Interview: Mark Lind of the Ducky Boys talks about “Dead End Streets,” and the road ahead

Boston street punks The Ducky Boys recently released their 5th full-length studio album, “Dead End Streets” on State Line Records.  I got to chat with lead singer/bassist Mark Lind about the new album and the ongoing evolution of their sound after 17 years together.

Check out the interview here.

Dying Scene (Gina): Run us through the timeline of the last year or so. Chasing the Ghost was released to wide acclaim, you released the Chemicals EP, and you were almost immediately back in the studio recording Dead End Streets. Had that always been the plan? Is it hard to jump so quickly into new material?

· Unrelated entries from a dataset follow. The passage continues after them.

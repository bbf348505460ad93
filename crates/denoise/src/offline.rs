//! Verarbeitung kompletter Clips (Dateien, Tests)
//!
//! Entfernt die Latenz der Session, indem `F - 1` Nullen nachgeschoben und
//! die ersten `F - 1` Ausgabesamples verworfen werden. Die Ausgabe ist damit
//! sample-genau zur Eingabe ausgerichtet und gleich lang.

use tracing::debug;

use crate::config::SuppressionConfig;
use crate::error::SessionResult;
use crate::session::{BlockOutcome, SuppressionSession};
use crate::stats::SessionStats;

/// Ergebnis einer Clip-Verarbeitung
#[derive(Debug, Clone)]
pub struct ClipResult {
    pub samples: Vec<f32>,
    pub stats: SessionStats,
}

/// Entrauscht einen kompletten Clip in Bloecken von `block_size` Samples
pub fn denoise_clip(
    config: SuppressionConfig,
    input: &[f32],
    block_size: usize,
) -> SessionResult<ClipResult> {
    let mut session = SuppressionSession::start(config)?;
    let latency = session.latency_samples();
    let block_size = block_size.clamp(1, session.config().config().max_block_size);

    let total = input.len() + latency;
    let mut padded = Vec::with_capacity(total);
    padded.extend_from_slice(input);
    padded.resize(total, 0.0);

    let mut output = vec![0.0f32; total];
    let mut passthrough = 0usize;
    for (inp, out) in padded.chunks(block_size).zip(output.chunks_mut(block_size)) {
        if let BlockOutcome::PassThrough(_) = session.process_block(inp, out) {
            passthrough += 1;
        }
    }

    debug!(
        samples = input.len(),
        block_size,
        passthrough,
        "Clip verarbeitet"
    );

    output.drain(..latency);
    Ok(ClipResult {
        samples: output,
        stats: session.stop(),
    })
}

Mark Lind: No. We never had a plan. Chasing the Ghost started out with the intention of it being a 7” EP. Maybe four songs and an extra cover song for the download version. That snowballed out of nowhere into a 17 song album. There were two songs that we tabled from Chasing the Ghost. One was mine and I left it off because it wasn’t done (and it still isn’t). The other was Douglas’s “Come Closer” which we just didn’t get to rehearse enough in order to record it for that album. That song became the genesis of the Chemicals EP. The two songs I contributed to that were brand new at the time and put together shortly before the recording. Douglas had a back stock of songs going back years that he had never recorded so he plucked “Chemicals” from that batch and added the rehearsed version of “Come Closer”. It turned out to be a solid EP.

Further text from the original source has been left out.